Saved entries:
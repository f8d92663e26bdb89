use std::{fs, path::Path};

use serde::{Deserialize, Serialize};
use serde_json::{Map, Value as Json};

use shared::{error::LayoutError, protocol::ArgValue};

pub type Extra = Map<String, Json>;

/// Parsed layout document: an ordered sequence of pages. The document is
/// pure configuration; unknown fields ride through each node's `extra`
/// map untouched so newer documents keep loading.
#[derive(Debug, Clone, Serialize, Deserialize)]
#[serde(transparent)]
pub struct Document {
    pub pages: Vec<RawPage>,
}

impl Document {
    pub fn parse(text: &str) -> Result<Self, LayoutError> {
        Ok(serde_json::from_str(text)?)
    }

    pub fn load(path: impl AsRef<Path>) -> Result<Self, LayoutError> {
        let text = fs::read_to_string(path)?;
        Self::parse(&text)
    }
}

/// A page or tab. `label` is the only required field; tabs nest
/// recursively and child geometry is independent per node.
#[derive(Debug, Clone, Serialize, Deserialize)]
pub struct RawPage {
    pub label: String,
    #[serde(default, skip_serializing_if = "Vec::is_empty")]
    pub widgets: Vec<RawWidget>,
    #[serde(default, skip_serializing_if = "Vec::is_empty")]
    pub tabs: Vec<RawPage>,
    #[serde(flatten)]
    pub extra: Extra,
}

fn default_on() -> f64 {
    1.0
}

fn default_split() -> bool {
    true
}

fn default_note_start() -> i32 {
    60
}

/// The closed widget variant set, dispatched by the document's `type`
/// tag at parse time.
#[derive(Debug, Clone, Serialize, Deserialize)]
#[serde(tag = "type", rename_all = "lowercase")]
pub enum RawWidget {
    Knob {
        #[serde(flatten)]
        base: RawBase,
        range: RawRange,
        #[serde(default)]
        origin: RawOrigin,
        #[serde(default, rename = "logScale")]
        log_scale: bool,
        #[serde(default)]
        snap: bool,
        #[serde(default)]
        spring: bool,
        #[serde(default, skip_serializing_if = "Option::is_none")]
        angle: Option<f64>,
    },
    Toggle {
        #[serde(flatten)]
        base: RawBase,
        #[serde(default = "default_on")]
        on: f64,
        #[serde(default)]
        off: f64,
    },
    Push {
        #[serde(flatten)]
        base: RawBase,
        #[serde(default = "default_on")]
        on: f64,
        #[serde(default)]
        off: f64,
        #[serde(default)]
        norelease: bool,
    },
    Multifader {
        #[serde(flatten)]
        base: RawBase,
        range: RawRange,
        #[serde(default)]
        origin: RawOrigin,
        #[serde(default, rename = "logScale")]
        log_scale: bool,
        strips: u32,
        #[serde(default)]
        start: i32,
        #[serde(default)]
        traversing: bool,
        #[serde(default)]
        snap: bool,
        #[serde(default = "default_split")]
        split: bool,
    },
    Multitoggle {
        #[serde(flatten)]
        base: RawBase,
        matrix: [u32; 2],
        #[serde(default)]
        start: i32,
        #[serde(default)]
        traversing: bool,
        #[serde(default = "default_on")]
        on: f64,
        #[serde(default)]
        off: f64,
        #[serde(default = "default_split")]
        split: bool,
    },
    Keyboard {
        #[serde(flatten)]
        base: RawBase,
        keys: u32,
        #[serde(default = "default_note_start")]
        start: i32,
        #[serde(default)]
        traversing: bool,
        #[serde(default = "default_on")]
        on: f64,
        #[serde(default)]
        off: f64,
        #[serde(default)]
        split: bool,
    },
}

impl RawWidget {
    pub fn base(&self) -> &RawBase {
        match self {
            Self::Knob { base, .. }
            | Self::Toggle { base, .. }
            | Self::Push { base, .. }
            | Self::Multifader { base, .. }
            | Self::Multitoggle { base, .. }
            | Self::Keyboard { base, .. } => base,
        }
    }
}

/// Fields common to every widget variant.
#[derive(Debug, Clone, Serialize, Deserialize)]
pub struct RawBase {
    #[serde(default, skip_serializing_if = "Option::is_none")]
    pub id: Option<String>,
    pub address: String,
    #[serde(default, rename = "preArgs")]
    pub pre_args: Vec<ArgValue>,
    #[serde(default)]
    pub target: Vec<String>,
    #[serde(default)]
    pub precision: u32,
    #[serde(default, skip_serializing_if = "Json::is_null")]
    pub value: Json,
    #[serde(default, skip_serializing_if = "Option::is_none")]
    pub left: Option<RawExtent>,
    #[serde(default, skip_serializing_if = "Option::is_none")]
    pub top: Option<RawExtent>,
    #[serde(default, skip_serializing_if = "Option::is_none")]
    pub width: Option<RawExtent>,
    #[serde(default, skip_serializing_if = "Option::is_none")]
    pub height: Option<RawExtent>,
    #[serde(flatten)]
    pub extra: Extra,
}

/// Geometry extent: an absolute number of pixels or a `"NN%"` string.
#[derive(Debug, Clone, Serialize, Deserialize)]
#[serde(untagged)]
pub enum RawExtent {
    Px(f64),
    Text(String),
}

#[derive(Debug, Clone, Serialize, Deserialize)]
pub struct RawRange {
    pub min: RawBound,
    pub max: RawBound,
}

/// A range bound: a plain number, or a single-entry object labelling the
/// number for display (`"max": {"2π": 6.2832}`).
#[derive(Debug, Clone, Serialize, Deserialize)]
#[serde(untagged)]
pub enum RawBound {
    Number(f64),
    Labelled(Map<String, Json>),
}

impl RawBound {
    /// The numeric bound plus its display label, if any.
    pub fn resolve(&self, widget: &str) -> Result<(f64, Option<String>), LayoutError> {
        match self {
            Self::Number(value) => Ok((*value, None)),
            Self::Labelled(entries) => {
                let mut iter = entries.iter();
                match (iter.next(), iter.next()) {
                    (Some((label, Json::Number(value))), None) => value
                        .as_f64()
                        .map(|value| (value, Some(label.clone())))
                        .ok_or_else(|| LayoutError::BadBound {
                            widget: widget.to_string(),
                        }),
                    _ => Err(LayoutError::BadBound {
                        widget: widget.to_string(),
                    }),
                }
            }
        }
    }
}

/// Bipolar anchor: a numeric origin, or `"auto"` meaning range.min.
#[derive(Debug, Clone, Serialize, Deserialize)]
#[serde(untagged)]
pub enum RawOrigin {
    At(f64),
    Keyword(String),
}

impl Default for RawOrigin {
    fn default() -> Self {
        Self::Keyword("auto".to_string())
    }
}

#[cfg(test)]
mod tests {
    use super::*;

    const KNOB: &str = r#"{
        "type": "knob",
        "id": "freq",
        "left": 0,
        "top": 0,
        "width": 90,
        "height": "50%",
        "color": "auto",
        "range": {"min": 0, "max": 14000},
        "origin": "auto",
        "value": 0,
        "logScale": false,
        "precision": 2,
        "address": "/osc/freq",
        "preArgs": [{"type": "i", "value": 1}],
        "target": []
    }"#;

    #[test]
    fn parses_a_knob_with_pre_args() {
        let widget: RawWidget = serde_json::from_str(KNOB).expect("parse");
        let RawWidget::Knob { base, range, .. } = &widget else {
            panic!("expected knob, got {widget:?}");
        };
        assert_eq!(base.id.as_deref(), Some("freq"));
        assert_eq!(base.pre_args, vec![ArgValue::Int(1)]);
        assert_eq!(range.min.resolve("freq").expect("min").0, 0.0);
        assert_eq!(range.max.resolve("freq").expect("max").0, 14000.0);
    }

    #[test]
    fn unknown_fields_survive_a_round_trip() {
        let widget: RawWidget = serde_json::from_str(KNOB).expect("parse");
        assert_eq!(
            widget.base().extra.get("color"),
            Some(&Json::String("auto".to_string()))
        );
        let text = serde_json::to_string(&widget).expect("serialize");
        let reparsed: RawWidget = serde_json::from_str(&text).expect("reparse");
        assert_eq!(
            reparsed.base().extra.get("color"),
            Some(&Json::String("auto".to_string()))
        );
    }

    #[test]
    fn labelled_bounds_resolve_to_their_number() {
        let bound: RawBound = serde_json::from_str(r#"{"2π": 6.2832}"#).expect("parse");
        let (value, label) = bound.resolve("phase").expect("resolve");
        assert_eq!(value, 6.2832);
        assert_eq!(label.as_deref(), Some("2π"));
    }

    #[test]
    fn labelled_bounds_with_extra_entries_are_rejected() {
        let bound: RawBound = serde_json::from_str(r#"{"a": 1, "b": 2}"#).expect("parse");
        assert!(bound.resolve("phase").is_err());
    }

    #[test]
    fn pages_keep_unknown_fields_and_nested_tabs() {
        let text = r#"[
            {"label": "OSC", "theme": "dark", "tabs": [{"label": "1"}, {"label": "2"}]},
            {"label": "ENV"}
        ]"#;
        let document = Document::parse(text).expect("parse");
        assert_eq!(document.pages.len(), 2);
        assert_eq!(document.pages[0].tabs.len(), 2);
        assert_eq!(
            document.pages[0].extra.get("theme"),
            Some(&Json::String("dark".to_string()))
        );
    }
}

## [TASK GOAL]
Retype exactly the lines of the data above, starting at its first line and finishing with the line that has "pure configuration; unknown" in it.

## [RESULT]
repository f8d92663e26bdb89
use std::{fs, path::Path};

use serde::{Deserialize, Serialize};
use serde_json::{Map, Value as Json};

use shared::{error::LayoutError, protocol::ArgValue};

pub type Extra = Map<String, Json>;

/// Parsed layout document: an ordered sequence of pages. The document is
/// pure configuration; unknown fields ride through each node's `extra`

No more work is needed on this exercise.